Healthy Eating
At Wild Monkeys Childcare Ltd, we encourage healthy eating. We provide healthy, home-cooked food for lunches, snacks, and dinners, and encourage parents to send in healthy packed lunches if they choose not to have our meals. We also request that parents put iceboxes in their children’s packed lunches. We understand that it can be hard to know what makes a packed lunch ‘healthy’, so here’s a list of suggestions as recommended by the government.
We are also a peanut-free setting, due to severe allergies. Please do not include food in lunchboxes that is labelled as containing peanuts (this will usually be in bold on the ingredients list).
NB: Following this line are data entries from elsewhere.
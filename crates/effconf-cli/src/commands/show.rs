//! Effective configuration display

use std::path::PathBuf;

use colored::Colorize;
use effconf_core::{ConfigResolver, EffectiveConfig, PropertyMap};
use effconf_fs::ConfigStore;
use serde_json::json;

use crate::error::Result;

/// Options of the `show` command
#[derive(Debug, Default, Clone)]
pub struct ShowOptions {
    pub json: bool,
    pub origins: bool,
    pub prefix: Option<String>,
    pub expand: bool,
    pub save: Option<PathBuf>,
}

/// Print, or save, the effective configuration.
pub fn run_show(resolver: &ConfigResolver, options: &ShowOptions) -> Result<()> {
    let config = resolver.resolve()?;
    let values = selected_values(&config, options)?;

    if let Some(path) = &options.save {
        let header = format!("Effective configuration for profile {}", config.profile());
        ConfigStore::new().save_properties(path, &values, Some(&header))?;
        println!(
            "{} Saved {} properties to {}",
            "OK".green().bold(),
            values.len(),
            path.display()
        );
        return Ok(());
    }

    if options.json {
        let mut output = json!({
            "profile": config.profile(),
            "profiles": config.profiles(),
            "fingerprint": config.fingerprint(),
            "values": values,
        });
        if options.origins {
            let mut origins = serde_json::Map::new();
            for key in values.keys() {
                if let Some(origin) = config.origin(key) {
                    origins.insert(key.clone(), serde_json::to_value(origin)?);
                }
            }
            output["origins"] = serde_json::Value::Object(origins);
        }
        println!("{}", serde_json::to_string_pretty(&output)?);
        return Ok(());
    }

    println!("{}", "Effective Configuration".bold());
    println!();
    println!("  {:<10} {}", "Profile:".dimmed(), config.profile());
    if config.profiles().len() > 1 {
        println!("  {:<10} {}", "Applied:".dimmed(), config.profiles().join(", "));
    }
    println!();

    if values.is_empty() {
        println!("  {}", "(no properties)".dimmed());
        return Ok(());
    }

    for (key, value) in &values {
        if options.origins {
            let origin = match config.origin(key) {
                Some(origin) => match &origin.profile {
                    Some(profile) => {
                        format!("{} ({}, %{})", origin.source, origin.ordinal, profile)
                    }
                    None => format!("{} ({})", origin.source, origin.ordinal),
                },
                None => String::new(),
            };
            println!("  {} = {}  {}", key.cyan(), value, origin.dimmed());
        } else {
            println!("  {} = {}", key.cyan(), value);
        }
    }
    Ok(())
}

fn selected_values(config: &EffectiveConfig, options: &ShowOptions) -> Result<PropertyMap> {
    Ok(match (&options.prefix, options.expand) {
        (Some(prefix), false) => config.with_prefix(prefix),
        (Some(prefix), true) => config
            .expanded()?
            .into_iter()
            .filter(|(key, _)| key.starts_with(prefix.as_str()))
            .collect(),
        (None, true) => config.expanded()?,
        (None, false) => config.values().clone(),
    })
}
Any products in lunchboxes which contain peanuts will be sent home with a reminder note. Thank you for your understanding!
- Base your child’s lunchbox on foods like bread, rice, pasta, and potatoes to keep them fuller for longer. Choose wholegrain where you can.
- If your child doesn’t like wholegrain, try making a sandwich from one slice of wholegrain/brown bread and one slice of white bread.
- Pick lower fat sandwich fillings, such as lean meats (including chicken or turkey), fish (such as tuna or salmon), reduced-fat cream cheese, and reduced-fat hard cheese.
- Always add vegetables! Cherry tomatoes, or sticks of carrot, cucumber, celery and peppers all count towards their 5 A DAY. Adding a small pot of reduced-fat hummus or other dips may help with getting kids to eat vegetables.
- Try and avoid crisps. If your child really likes their crisps try reducing the number of times you include them in their lunchbox and swap for homemade plain popcorn or plain rice cakes instead.
- Try adding bite-size fruit. Try chopped apple, peeled satsuma segments, strawberries, blueberries, halved grapes or melon slices to make it easier for them to eat. Add a squeeze of lemon juice to stop it from going brown.
- Swap cakes, chocolate, cereal bars and biscuits for malt loaf, fruited teacakes, fruit breads or fruit (fresh, dried or tinned – in juice not syrup).
- Get your kids involved in preparing and choosing what goes in their lunchbox. They are more likely to eat it if they helped make it.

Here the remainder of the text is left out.